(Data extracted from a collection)
● ● ● ●

//! Engine actor: one task owns the [`SanitizeSession`] and processes actions
//! strictly in arrival order.
//!
//! State snapshots are published on a `watch` channel (latest value, any
//! number of observers). Effects go out on a separate ordered `mpsc` channel
//! so they are delivered once and never replayed to late observers.
//!
//! Redirect lookups run on their own task and post their result back into the
//! inbox, so toggles keep being accepted while a lookup is outstanding. Each
//! lookup is tagged with a generation; results for a URL that has since been
//! replaced, or for a session that has ended, are dropped.

mod actor;

use tokio::sync::{mpsc, oneshot, watch};

use crate::session::{Action, Effect, SanitizeSession, SanitizeState};

use actor::{Command, EngineActor};

/// The engine task has stopped (session ended or the task panicked).
#[derive(Debug, Clone, Copy, PartialEq, Eq, thiserror::Error)]
#[error("sanitization engine is no longer running")]
pub struct EngineClosed;

/// Receives effects in emission order.
pub type EffectReceiver = mpsc::UnboundedReceiver<Effect>;

/// Cheap handle for submitting actions and observing state.
#[derive(Debug, Clone)]
pub struct EngineHandle {
    inbox: mpsc::UnboundedSender<Command>,
    state: watch::Receiver<SanitizeState>,
}

/// Spawn the actor for `session` on the current tokio runtime.
pub fn spawn(session: SanitizeSession) -> (EngineHandle, EffectReceiver) {
    let (inbox_tx, inbox_rx) = mpsc::unbounded_channel();
    let (state_tx, state_rx) = watch::channel(session.state().clone());
    let (effect_tx, effect_rx) = mpsc::unbounded_channel();

    let actor = EngineActor::new(session, inbox_tx.clone(), inbox_rx, state_tx, effect_tx);
    tokio::spawn(actor.run());

    let handle = EngineHandle {
        inbox: inbox_tx,
        state: state_rx,
    };
    (handle, effect_rx)
}

impl EngineHandle {
    /// Queue an action. Returns immediately; the transition is applied by the
    /// actor in order.
    pub fn post(&self, action: Action) -> Result<(), EngineClosed> {
        self.inbox
            .send(Command::Action(action))
            .map_err(|_| EngineClosed)
    }

    /// Latest published snapshot.
    pub fn state(&self) -> SanitizeState {
        self.state.borrow().clone()
    }

    /// A receiver that observes every subsequent snapshot.
    pub fn subscribe(&self) -> watch::Receiver<SanitizeState> {
        self.state.clone()
    }

    /// Wait until all actions posted before this call have been applied and
    /// return the resulting snapshot. Outstanding redirect lookups are not
    /// waited for.
    pub async fn settle(&self) -> Result<SanitizeState, EngineClosed> {
        let (tx, rx) = oneshot::channel();
        self.inbox
            .send(Command::Sync(tx))
            .map_err(|_| EngineClosed)?;
        rx.await.map_err(|_| EngineClosed)
    }

    /// End the session: discard any outstanding lookup, flush preferences for
    /// the current host, and stop the actor. Returns the final snapshot, which
    /// is never `loading`.
    pub async fn end_session(&self) -> Result<SanitizeState, EngineClosed> {
        let (tx, rx) = oneshot::channel();
        self.inbox
            .send(Command::EndSession(tx))
            .map_err(|_| EngineClosed)?;
        rx.await.map_err(|_| EngineClosed)
    }
}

● ● ● ●

Work request
Your answer must be an exact copy of every record.

Final answer
//! Engine actor: one task owns the [`SanitizeSession`] and processes actions
//! strictly in arrival order.
//!
//! State snapshots are published on a `watch` channel (latest value, any
//! number of observers). Effects go out on a separate ordered `mpsc` channel
//! so they are delivered once and never replayed to late observers.
//!
//! Redirect lookups run on their own task and post their result back into the
//! inbox, so toggles keep being accepted while a lookup is outstanding. Each
//! lookup is tagged with a generation; results for a URL that has since been
//! replaced, or for a session that has ended, are dropped.

mod actor;

use tokio::sync::{mpsc, oneshot, watch};

use crate::session::{Action, Effect, SanitizeSession, SanitizeState};

use actor::{Command, EngineActor};

/// The engine task has stopped (session ended or the task panicked).
#[derive(Debug, Clone, Copy, PartialEq, Eq, thiserror::Error)]
#[error("sanitization engine is no longer running")]
pub struct EngineClosed;

/// Receives effects in emission order.
pub type EffectReceiver = mpsc::UnboundedReceiver<Effect>;

/// Cheap handle for submitting actions and observing state.
#[derive(Debug, Clone)]
pub struct EngineHandle {
    inbox: mpsc::UnboundedSender<Command>,
    state: watch::Receiver<SanitizeState>,
}

/// Spawn the actor for `session` on the current tokio runtime.
pub fn spawn(session: SanitizeSession) -> (EngineHandle, EffectReceiver) {
    let (inbox_tx, inbox_rx) = mpsc::unbounded_channel();
    let (state_tx, state_rx) = watch::channel(session.state().clone());
    let (effect_tx, effect_rx) = mpsc::unbounded_channel();

    let actor = EngineActor::new(session, inbox_tx.clone(), inbox_rx, state_tx, effect_tx);
    tokio::spawn(actor.run());

    let handle = EngineHandle {
        inbox: inbox_tx,
        state: state_rx,
    };
    (handle, effect_rx)
}

impl EngineHandle {
    /// Queue an action. Returns immediately; the transition is applied by the
    /// actor in order.
    pub fn post(&self, action: Action) -> Result<(), EngineClosed> {
        self.inbox
            .send(Command::Action(action))
            .map_err(|_| EngineClosed)
    }

    /// Latest published snapshot.
    pub fn state(&self) -> SanitizeState {
        self.state.borrow().clone()
    }

    /// A receiver that observes every subsequent snapshot.
    pub fn subscribe(&self) -> watch::Receiver<SanitizeState> {
        self.state.clone()
    }

    /// Wait until all actions posted before this call have been applied and
    /// return the resulting snapshot. Outstanding redirect lookups are not
    /// waited for.
    pub async fn settle(&self) -> Result<SanitizeState, EngineClosed> {
        let (tx, rx) = oneshot::channel();
        self.inbox
            .send(Command::Sync(tx))
            .map_err(|_| EngineClosed)?;
        rx.await.map_err(|_| EngineClosed)
    }

    /// End the session: discard any outstanding lookup, flush preferences for
    /// the current host, and stop the actor. Returns the final snapshot, which
    /// is never `loading`.
    pub async fn end_session(&self) -> Result<SanitizeState, EngineClosed> {
        let (tx, rx) = oneshot::channel();
        self.inbox
            .send(Command::EndSession(tx))
            .map_err(|_| EngineClosed)?;
        rx.await.map_err(|_| EngineClosed)
    }
}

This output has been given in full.